If your relationship has ended but you are co-parenting your children with your ex-partner, life can get complicated. And never more so than where money is concerned.

Finances around co-parenting are unique to each family. However, with financial settlements and Child Support there are some basic rules to help you find a fair arrangement. Yet, this doesn’t cover everything and lots of money matters have argument-inducing grey areas.

In most cases, finding financial solutions as co-parents is possible but it can take time, empathy, respect and understanding – many of which are missing in a fresh relationship split. For this reason, we are going to share with you some tried and tested tricks for managing your money with your ex-partner for the sake of your children.


Like everything in a co-parenting family, always be wary about what you say in front your children. Depending on their age, it’s fine for them to be part of a conversation about money, but not an argument that could leave them anxious about costs they shouldn’t worry about, such as clothing, school trips and medical bills. Children need to know you can pull together to provide the basics of life at the very least. This is the foundation from which they learn and grow so make it a solid, dependable one.


When you have made the decision to separate, it is important to work on your financial settlement as soon as possible. While you are still sharing bank accounts, managing a mortgage together and deciding ‘who gets what’ it could cloud your decision-making when it comes to financial aspects of co-parenting. Once you are financially separated you can focus on your money independently and get clarity over co-parenting, including the money issues.


Money makes the world go around. Without money life can become tragically hard. It is the same for everyone, including your ex-partner. If they have been made redundant or had another financial emergency which results in a sudden loss of income, be understanding. You may be legally separated but you are still legally co-parenting, this means pulling together for the sake of your children during tough times. Treating your ex-partner with respect and empathy around money will encourage them to offer the same to you in return.

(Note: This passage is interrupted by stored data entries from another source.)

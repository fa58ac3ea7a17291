//! Error types for the design model.

use quire_primitives::{ElementId, ModuleId};
use quire_schema::ValueError;
use thiserror::Error;

/// Coarse classification of a [`ModelError`] for callers that translate
/// model failures into their own error surface.
#[derive(Debug, Clone, Copy, PartialEq, Eq, Hash)]
pub enum ErrorKind {
	/// Insert, move or remove violates containment rules.
	Containment,
	/// A written value fails its property or member definition.
	Value,
	/// A reference cannot be resolved, would form a cycle, or a name clashes.
	Reference,
	/// Misuse of the transaction stack.
	Transaction,
	/// A structured address does not fit its property definition or value.
	Address,
	/// Unknown element, kind, property or module.
	Lookup,
}

/// Errors returned by design model operations.
#[derive(Debug, Clone, Error)]
pub enum ModelError {
	#[error(transparent)]
	Containment(#[from] ContainmentError),

	#[error("invalid value for {member} on {element}: {source}")]
	Value {
		element: ElementId,
		/// Address of the offending property, member or list entry.
		member: String,
		source: ValueError,
	},

	#[error("invalid session default for '{property}': {source}")]
	InvalidDefault { property: String, source: ValueError },

	#[error(transparent)]
	Reference(#[from] ReferenceError),

	#[error(transparent)]
	Transaction(#[from] TransactionError),

	#[error(transparent)]
	Address(#[from] AddressError),

	#[error("unknown element {0}")]
	UnknownElement(ElementId),

	#[error("unknown element kind {0}")]
	UnknownKind(String),

	#[error("element kind {kind} has no property '{property}'")]
	UnknownProperty { kind: String, property: String },

	#[error("unknown module {0}")]
	UnknownModule(ModuleId),

	#[error("{element} belongs to read-only {module}")]
	ReadOnly { element: ElementId, module: ModuleId },
}

impl ModelError {
	/// Returns the taxonomy bucket of this error.
	pub fn kind(&self) -> ErrorKind {
		match self {
			ModelError::Containment(_) | ModelError::ReadOnly { .. } => ErrorKind::Containment,
			ModelError::Value { .. } | ModelError::InvalidDefault { .. } => ErrorKind::Value,
			ModelError::Reference(_) => ErrorKind::Reference,
			ModelError::Transaction(_) => ErrorKind::Transaction,
			ModelError::Address(_) => ErrorKind::Address,
			ModelError::UnknownElement(_)
			| ModelError::UnknownKind(_)
			| ModelError::UnknownProperty { .. }
			| ModelError::UnknownModule(_) => ErrorKind::Lookup,
		}
	}

	/// Element the error is about, when there is one.
	pub fn element(&self) -> Option<ElementId> {
		match self {
			ModelError::Value { element, .. }
			| ModelError::ReadOnly { element, .. }
			| ModelError::UnknownElement(element) => Some(*element),
			ModelError::Containment(e) => e.element(),
			ModelError::Reference(ReferenceError::Cycle { element, .. }) => Some(*element),
			_ => None,
		}
	}
}

/// Result type for design model operations.
pub type Result<T> = std::result::Result<T, ModelError>;

/// Containment violations. Always detected before any mutation.
#[derive(Debug, Clone, PartialEq, Error)]
pub enum ContainmentError {
	#[error("{container} has no slot or element property '{slot}'")]
	UnknownSlot { container: ElementId, slot: String },

	#[error("'{slot}' of {container} cannot hold {kind}")]
	KindNotAllowed {
		container: ElementId,
		slot: String,
		kind: String,
	},

	#[error("'{slot}' of {container} already holds its single element")]
	SlotFull { container: ElementId, slot: String },

	#[error("{container} is in read-only {module}")]
	ReadOnlyModule { container: ElementId, module: ModuleId },

	#[error("content of {container} is inherited and cannot be restructured")]
	InheritedContent { container: ElementId },

	#[error("{element} is virtual and cannot be restructured")]
	VirtualElement { element: ElementId },

	#[error("'{slot}' of {container} rejects {kind}: {reason}")]
	Rejected {
		container: ElementId,
		slot: String,
		kind: String,
		reason: String,
	},

	#[error("{element} and {container} belong to different modules")]
	CrossModule { element: ElementId, container: ElementId },

	#[error("{element} already has a container")]
	AlreadyContained { element: ElementId },

	#[error("{element} is not content of '{slot}' of {container}")]
	NotContained {
		element: ElementId,
		container: ElementId,
		slot: String,
	},

	#[error("{element} cannot be placed inside itself or its own content")]
	Cycle { element: ElementId },

	#[error("position {index} out of range (length {len})")]
	IndexOutOfRange { index: usize, len: usize },

	#[error("'{property}' holds content; edit it through its container context")]
	ElementValued { property: String },

	#[error("{element} is a module root")]
	ModuleRoot { element: ElementId },

	#[error("{element} has local content and cannot extend another element")]
	HasLocalContent { element: ElementId },
}

impl ContainmentError {
	fn element(&self) -> Option<ElementId> {
		match self {
			ContainmentError::VirtualElement { element }
			| ContainmentError::CrossModule { element, .. }
			| ContainmentError::AlreadyContained { element }
			| ContainmentError::NotContained { element, .. }
			| ContainmentError::Cycle { element }
			| ContainmentError::ModuleRoot { element }
			| ContainmentError::HasLocalContent { element } => Some(*element),
			ContainmentError::UnknownSlot { container, .. }
			| ContainmentError::KindNotAllowed { container, .. }
			| ContainmentError::SlotFull { container, .. }
			| ContainmentError::ReadOnlyModule { container, .. }
			| ContainmentError::InheritedContent { container }
			| ContainmentError::Rejected { container, .. } => Some(*container),
			ContainmentError::IndexOutOfRange { .. } | ContainmentError::ElementValued { .. } => {
				None
			}
		}
	}
}

/// Reference violations.
#[derive(Debug, Clone, PartialEq, Error)]
pub enum ReferenceError {
	#[error("'{property}' refers to unknown element '{name}'")]
	Unresolved { property: String, name: String },

	#[error("'{property}' expects a {expected}, but '{name}' is a {found}")]
	WrongKind {
		property: String,
		name: String,
		expected: String,
		found: String,
	},

	#[error("{element} cannot refer to {target} through '{property}': it would form a cycle")]
	Cycle {
		element: ElementId,
		target: ElementId,
		property: String,
	},

	#[error("name '{name}' is already used in name space '{space}'")]
	DuplicateName { name: String, space: String },
}

/// Transaction stack misuse. These are programming errors.
#[derive(Debug, Clone, PartialEq, Eq, Error)]
pub enum TransactionError {
	#[error("no active transaction")]
	NoActiveTransaction,

	#[error("handle (depth {expected}) is not the innermost transaction; stack is at depth {depth}")]
	Mismatch { expected: usize, depth: usize },

	#[error("persistent transaction '{label}' cannot nest inside an undoable transaction")]
	PersistentInsideUndoable { label: String },

	#[error("undo and redo are not available while {depth} transaction(s) are active")]
	Active { depth: usize },
}

/// Structured address construction and navigation failures.
#[derive(Debug, Clone, PartialEq, Eq, Error)]
pub enum AddressError {
	#[error("{path} is not a list and cannot be indexed")]
	NotAList { path: String },

	#[error("{path} is not a structure; it has no member '{member}'")]
	NotAStructure { path: String, member: String },

	#[error("structure {structure} has no member '{member}'")]
	UnknownMember { structure: String, member: String },

	#[error("{path} cannot be extended further")]
	TooDeep { path: String },

	#[error("index {index} out of range for {path} (length {len})")]
	IndexOutOfRange {
		path: String,
		index: usize,
		len: usize,
	},

	#[error("{path} has no value to navigate into")]
	MissingValue { path: String },

	#[error("list entry {path} cannot be cleared; remove it instead")]
	ClearListItem { path: String },

	#[error("{path} does not address a list entry")]
	NotAnItem { path: String },

	#[error("{path} addresses a property foreign to element kind {kind}")]
	ForeignProperty { path: String, kind: String },
}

Communication is key to any successful co-parenting relationship, and this includes financial matters. Taking time to discuss and find a way forward with long-term financial decisions such as schools and orthodontist work is very important. Last minute arguments about such life-changing events are highly stressful for everyone involved, especially your children who need to know that both parents are on the same page and making the right decisions in their best interests.


If communication with your ex-partner is not your strong point you will need a parenting plan or parenting orders. Make sure you include the financial aspects of co-parenting in the document. This can be as detailed as you like. In fact, the more detail, the less room for disagreements. It also prevents one parent from changing their mind relating to a financial decision you have previously agreed upon in the best interests of your children. Parenting plans can be updated periodically as your children grow and their needs change.


A really common strategy of co-parenting, especially in the early days when emotions are raw, is to compete to spend more money on the children than the other parent. This is done for a number of reasons including the need to be the better parent and to compensate for being a separated family. Children learn quickly that they can play their parents off against each other in order to get what they want, which is not a good lesson for them to learn. Instead, try to work with your ex-partner to teach your children the value of money and show a united front in regards to new toys, computers games and even pocket money.


There are some brilliant apps available for co-parenting and the more advanced have some clever features to manage your money with your ex-partner. You are able to share receipts, track expenses and even manage a shared bank account. Using a co-parenting app can help to eliminate the small arguments allowing you to be better co-parents, and in turn, raise happier children.


When all else fails and you find it impossible to work with your ex-partner remember this: Your children will benefit most if both their parents are financially stable. And you will also benefit if their other parent is financially stable. With financial stability comes good mental health and a better life-style. Pulling together as co-parents and helping one another to reach this point is in the best interests of the people you both love most in this world.


We’ve covered communication and planning in this article but don’t limit this to what is happening in near future. Try to open the conversation early about financial decisions in the coming years. The longer you have to work through each other’s opinions without the pressure of a fast-approaching deadline, the better. You will also know sooner if you are going to reach a stalemate and you can look for outside support such as mediation to help you reach a decision.